_What this task involves:_ Lines with the string "bail" must each be copied from the listing.

⁂

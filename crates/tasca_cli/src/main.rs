//! Command-line front end for the tasca directory.
//!
//! # Responsibility
//! - Seed, reset and query a local tasca database from a terminal.
//! - Submit tascas and reviews through the same services the app uses.
//!
//! Errors are reported with `anyhow` context; the core stays typed.

use anyhow::{bail, Context, Result};
use chrono::NaiveDateTime;
use clap::{Args, Parser, Subcommand};
use std::path::{Path, PathBuf};
use tasca_core::db::open_db;
use tasca_core::format::{format_distance, format_price_level, format_score};
use tasca_core::{
    default_log_level, format_schedule_range, init_logging, is_open, reset_database,
    search_suggestions, seed_if_empty, todays_schedule, DayKey, GeoPoint, ListingFilters,
    ListingOptions, ListingService, RankedTasca, ReviewDraft, SeedDataset, SeedOutcome,
    SubmissionService, SuggestionQuery, TascaDraft, TascaId,
};

const DEFAULT_DB_FILE: &str = "tascas.sqlite3";
const REFERENCE_TIME_FORMAT: &str = "%Y-%m-%d %H:%M";

/// Browse and review tascas stored in a local SQLite database.
///
/// Examples:
///   tasca seed
///   tasca list --barato --lat 38.7223 --lng -9.1393
///   tasca list --aberto --at "2024-01-01 13:00"
///   tasca add-review <ID> --nick Ana --comida 4.5 --ambiente 4 --preco-justo 5
#[derive(Parser, Debug)]
#[command(name = "tasca")]
#[command(version)]
#[command(about, long_about = None)]
struct Cli {
    /// SQLite database file; created and migrated when missing
    #[arg(long, global = true, value_name = "PATH", default_value = DEFAULT_DB_FILE)]
    db: PathBuf,

    /// Write rolling logs to this directory
    #[arg(long, global = true, value_name = "DIR")]
    log_dir: Option<PathBuf>,

    /// Log level (trace|debug|info|warn|error); defaults by build mode
    #[arg(long, global = true, value_name = "LEVEL")]
    log_level: Option<String>,

    #[command(subcommand)]
    command: Command,
}

#[derive(Subcommand, Debug)]
enum Command {
    /// List tascas ranked by score, or by distance when a location is given
    List(ListArgs),
    /// Show one tasca with its hours and reviews
    Show {
        /// Tasca ID
        id: String,
        #[command(flatten)]
        location: LocationArgs,
        /// Print JSON instead of text
        #[arg(long)]
        json: bool,
    },
    /// Suggest tasca names containing TEXT
    Search {
        text: String,
        #[arg(long, default_value_t = 10)]
        limit: u32,
    },
    /// Insert the bundled demo dataset when the database is empty
    Seed,
    /// Delete every tasca and review, then insert the bundled dataset
    Reset,
    /// Submit a new tasca
    AddTasca(AddTascaArgs),
    /// Submit a review for an existing tasca
    AddReview(AddReviewArgs),
    /// Print core ping and version
    Info,
}

#[derive(Args, Debug, Default)]
struct LocationArgs {
    /// Latitude of the reference location
    #[arg(long, requires = "lng", allow_hyphen_values = true)]
    lat: Option<f64>,
    /// Longitude of the reference location
    #[arg(long, requires = "lat", allow_hyphen_values = true)]
    lng: Option<f64>,
}

impl LocationArgs {
    fn point(&self) -> Option<GeoPoint> {
        match (self.lat, self.lng) {
            (Some(lat), Some(lng)) => Some(GeoPoint::new(lat, lng)),
            _ => None,
        }
    }
}

#[derive(Args, Debug)]
struct ListArgs {
    /// Substring matched against name, city or address
    #[arg(short, long)]
    query: Option<String>,
    /// Only the cheapest price tier
    #[arg(long)]
    barato: bool,
    /// Only places serving a menu of the day
    #[arg(long)]
    menu: bool,
    /// Only places tagged with petiscos
    #[arg(long)]
    petiscos: bool,
    /// Only places tagged as home-style or traditional cooking
    #[arg(long)]
    caseira: bool,
    /// Only places open at the reference time
    #[arg(long)]
    aberto: bool,
    /// Reference time as "YYYY-MM-DD HH:MM" (local); defaults to now
    #[arg(long, value_name = "DATETIME")]
    at: Option<String>,
    #[command(flatten)]
    location: LocationArgs,
    /// Print JSON instead of text
    #[arg(long)]
    json: bool,
}

#[derive(Args, Debug)]
struct AddTascaArgs {
    #[arg(long)]
    name: String,
    #[arg(long)]
    address: String,
    #[arg(long)]
    city: String,
    #[arg(long, allow_hyphen_values = true)]
    lat: f64,
    #[arg(long, allow_hyphen_values = true)]
    lng: f64,
    /// Price tier 1..=3
    #[arg(long, default_value_t = 2)]
    price: u8,
    #[arg(long)]
    menu_of_day: bool,
    #[arg(long)]
    cards: bool,
    #[arg(long)]
    veg: bool,
    #[arg(long)]
    gluten_free: bool,
    /// Comma-separated tags
    #[arg(long, default_value = "")]
    tags: String,
    #[arg(long)]
    phone: Option<String>,
    #[arg(long)]
    website: Option<String>,
    #[arg(long)]
    menu_url: Option<String>,
    /// Weekly hours, one day per line or `;`-separated: "mon:12:00-15:00;tue:12:00-15:00"
    #[arg(long, default_value = "")]
    schedule: String,
}

#[derive(Args, Debug)]
struct AddReviewArgs {
    /// Tasca ID
    tasca_id: String,
    #[arg(long)]
    nick: String,
    #[arg(long)]
    comida: f64,
    #[arg(long)]
    ambiente: f64,
    #[arg(long)]
    preco_justo: f64,
    #[arg(long, default_value = "")]
    comment: String,
}

fn main() -> Result<()> {
    let cli = Cli::parse();

    if let Some(log_dir) = &cli.log_dir {
        let level = cli.log_level.as_deref().unwrap_or(default_log_level());
        let absolute = absolute_path(log_dir)?;
        init_logging(level, &absolute.to_string_lossy())
            .map_err(|err| anyhow::anyhow!(err))
            .context("failed to initialize logging")?;
    }

    run(&cli)
}

fn run(cli: &Cli) -> Result<()> {
    match &cli.command {
        Command::Info => {
            println!("tasca_core ping={}", tasca_core::ping());
            println!("tasca_core version={}", tasca_core::core_version());
            Ok(())
        }
        Command::Seed => {
            let conn = open(&cli.db)?;
            let outcome = seed_if_empty(&conn, &SeedDataset::bundled()?)?;
            print_seed_outcome(outcome);
            Ok(())
        }
        Command::Reset => {
            let mut conn = open(&cli.db)?;
            let outcome = reset_database(&mut conn, &SeedDataset::bundled()?)?;
            print_seed_outcome(outcome);
            Ok(())
        }
        Command::List(args) => run_list(&cli.db, args),
        Command::Show { id, location, json } => run_show(&cli.db, id, location, *json),
        Command::Search { text, limit } => {
            let conn = open(&cli.db)?;
            let query = SuggestionQuery {
                text: text.clone(),
                limit: *limit,
            };
            for hit in search_suggestions(&conn, &query)? {
                println!("{}  {}", hit.id, hit.name);
            }
            Ok(())
        }
        Command::AddTasca(args) => {
            let conn = open(&cli.db)?;
            let service = SubmissionService::try_from_connection(&conn)?;
            let tasca = service.add_tasca(tasca_draft(args))?;
            println!("added tasca {} ({})", tasca.id, tasca.name);
            Ok(())
        }
        Command::AddReview(args) => {
            let conn = open(&cli.db)?;
            let service = SubmissionService::try_from_connection(&conn)?;
            let review = service.add_review(ReviewDraft {
                tasca_id: parse_tasca_id(&args.tasca_id)?,
                user_nick: args.nick.clone(),
                comida: args.comida,
                ambiente: args.ambiente,
                preco_justo: args.preco_justo,
                comment: args.comment.clone(),
            })?;
            println!("added review {}", review.id);
            Ok(())
        }
    }
}

fn run_list(db: &Path, args: &ListArgs) -> Result<()> {
    let conn = open(db)?;
    let service = ListingService::try_from_connection(&conn)?;
    let now = match args.at.as_deref() {
        Some(raw) => parse_reference_time(raw)?,
        None => chrono::Local::now().naive_local(),
    };
    let options = list_options(args, now);
    let items = service.list(&options)?;

    if args.json {
        println!("{}", serde_json::to_string_pretty(&items)?);
        return Ok(());
    }
    if items.is_empty() {
        println!("no tascas found");
        return Ok(());
    }
    for item in &items {
        println!("{}", summary_line(item, now));
    }
    Ok(())
}

fn list_options(args: &ListArgs, now: NaiveDateTime) -> ListingOptions {
    ListingOptions {
        query: args.query.clone(),
        filters: ListingFilters {
            barato: args.barato,
            menu: args.menu,
            petiscos: args.petiscos,
            comida_caseira: args.caseira,
            aberto_agora: args.aberto,
        },
        location: args.location.point(),
        reference_time: Some(now),
    }
}

fn run_show(db: &Path, id: &str, location: &LocationArgs, json: bool) -> Result<()> {
    let conn = open(db)?;
    let service = ListingService::try_from_connection(&conn)?;
    let tasca_id = parse_tasca_id(id)?;
    let Some(detail) = service.get_by_id(tasca_id, location.point())? else {
        bail!("tasca {tasca_id} not found");
    };

    if json {
        println!("{}", serde_json::to_string_pretty(&detail)?);
        return Ok(());
    }

    let now = chrono::Local::now().naive_local();
    let tasca = &detail.ranked.tasca;
    println!("{}", summary_line(&detail.ranked, now));
    println!("  {}, {}", tasca.address, tasca.city);
    if !tasca.tags_csv.is_empty() {
        println!("  tags: {}", tasca.tags().join(", "));
    }
    for (label, value) in [
        ("phone", &tasca.phone),
        ("website", &tasca.website),
        ("menu", &tasca.menu_url),
    ] {
        if let Some(value) = value {
            println!("  {label}: {value}");
        }
    }
    println!("  hours:");
    for day in DayKey::ALL {
        let ranges = tasca.schedule.ranges_for(day);
        let hours = if ranges.is_empty() {
            "closed".to_string()
        } else {
            format_schedule_range(ranges)
        };
        println!("    {day}: {hours}");
    }
    println!(
        "  comida {} / ambiente {} / preço justo {}",
        format_score(detail.ranked.score.comida),
        format_score(detail.ranked.score.ambiente),
        format_score(detail.ranked.score.preco_justo)
    );
    println!("  reviews ({}):", detail.reviews.len());
    for review in &detail.reviews {
        println!(
            "    {} [{} / {} / {}] {}",
            review.user_nick,
            format_score(review.comida),
            format_score(review.ambiente),
            format_score(review.preco_justo),
            review.comment
        );
    }
    Ok(())
}

fn summary_line(item: &RankedTasca, now: NaiveDateTime) -> String {
    let tasca = &item.tasca;
    let mut line = format!(
        "{}  {} ({}) {} score {} ({} reviews)",
        tasca.id,
        tasca.name,
        tasca.city,
        format_price_level(tasca.price_level),
        format_score(item.score.score),
        item.score.reviews_count
    );
    if let Some(distance_km) = item.distance_km {
        line.push_str(&format!(" {}", format_distance(distance_km)));
    }
    if is_open(&tasca.schedule, now) {
        line.push_str(" open");
    } else {
        let today = todays_schedule(&tasca.schedule, now);
        if today.is_empty() {
            line.push_str(" closed today");
        } else {
            line.push_str(&format!(" closed, today {}", format_schedule_range(today)));
        }
    }
    line
}

fn tasca_draft(args: &AddTascaArgs) -> TascaDraft {
    TascaDraft {
        name: args.name.clone(),
        address: args.address.clone(),
        city: args.city.clone(),
        lat: args.lat,
        lng: args.lng,
        price_level: args.price,
        has_menu_of_day: args.menu_of_day,
        accepts_cards: args.cards,
        veg_options: args.veg,
        gluten_free: args.gluten_free,
        tags_csv: args.tags.clone(),
        phone: args.phone.clone(),
        website: args.website.clone(),
        menu_url: args.menu_url.clone(),
        schedule_text: args.schedule.replace(';', "\n"),
    }
}

fn open(db: &Path) -> Result<rusqlite::Connection> {
    open_db(db).with_context(|| format!("failed to open database `{}`", db.display()))
}

fn print_seed_outcome(outcome: SeedOutcome) {
    match outcome {
        SeedOutcome::Seeded { tascas, reviews } => {
            println!("seeded {tascas} tascas and {reviews} reviews");
        }
        SeedOutcome::Skipped { existing } => {
            println!("database already holds {existing} tascas; nothing seeded");
        }
    }
}

fn parse_tasca_id(raw: &str) -> Result<TascaId> {
    TascaId::parse_str(raw.trim()).with_context(|| format!("invalid tasca id `{raw}`"))
}

fn parse_reference_time(raw: &str) -> Result<NaiveDateTime> {
    NaiveDateTime::parse_from_str(raw.trim(), REFERENCE_TIME_FORMAT)
        .with_context(|| format!("expected \"YYYY-MM-DD HH:MM\", got `{raw}`"))
}

fn absolute_path(path: &Path) -> Result<PathBuf> {
    if path.is_absolute() {
        return Ok(path.to_path_buf());
    }
    Ok(std::env::current_dir()
        .context("failed to resolve current directory")?
        .join(path))
}

#[cfg(test)]
mod tests {
    use super::{list_options, parse_reference_time, tasca_draft, Cli, Command};
    use clap::Parser;

    #[test]
    fn list_flags_and_location_parse() {
        let cli = Cli::try_parse_from([
            "tasca", "--db", "/tmp/t.db", "list", "--barato", "--aberto", "--lat", "38.72",
            "--lng", "-9.14",
        ])
        .unwrap();
        let Command::List(args) = cli.command else {
            panic!("expected list command");
        };
        assert!(args.barato && args.aberto);
        assert!(!args.menu);
        let point = args.location.point().unwrap();
        assert_eq!(point.lng, -9.14);
    }

    #[test]
    fn list_options_use_the_given_reference_time() {
        let cli = Cli::try_parse_from([
            "tasca", "list", "--aberto", "--at", "2024-01-01 13:00", "-q", "lisboa",
        ])
        .unwrap();
        let Command::List(args) = cli.command else {
            panic!("expected list command");
        };
        let now = parse_reference_time(args.at.as_deref().unwrap()).unwrap();
        let options = list_options(&args, now);
        assert_eq!(options.reference_time, Some(now));
        assert_eq!(options.query.as_deref(), Some("lisboa"));
        assert!(options.filters.aberto_agora);
        assert!(options.location.is_none());
    }

    #[test]
    fn lat_without_lng_is_rejected() {
        assert!(Cli::try_parse_from(["tasca", "list", "--lat", "38.72"]).is_err());
    }

    #[test]
    fn add_tasca_schedule_accepts_semicolons() {
        let cli = Cli::try_parse_from([
            "tasca",
            "add-tasca",
            "--name",
            "Tasca Nova",
            "--address",
            "Rua Nova 1",
            "--city",
            "Porto",
            "--lat",
            "41.14",
            "--lng",
            "-8.61",
            "--schedule",
            "mon:12:00-15:00;tue:12:00-15:00",
        ])
        .unwrap();
        let Command::AddTasca(args) = cli.command else {
            panic!("expected add-tasca command");
        };
        let draft = tasca_draft(&args);
        assert_eq!(draft.price_level, 2);
        assert_eq!(draft.schedule_text, "mon:12:00-15:00\ntue:12:00-15:00");
    }

    #[test]
    fn reference_time_requires_minutes() {
        assert!(parse_reference_time("2024-01-01 13:00").is_ok());
        assert!(parse_reference_time("2024-01-01").is_err());
    }
}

⁂

_Finished task:_
use anyhow::{bail, Context, Result};
        bail!("tasca {tasca_id} not found");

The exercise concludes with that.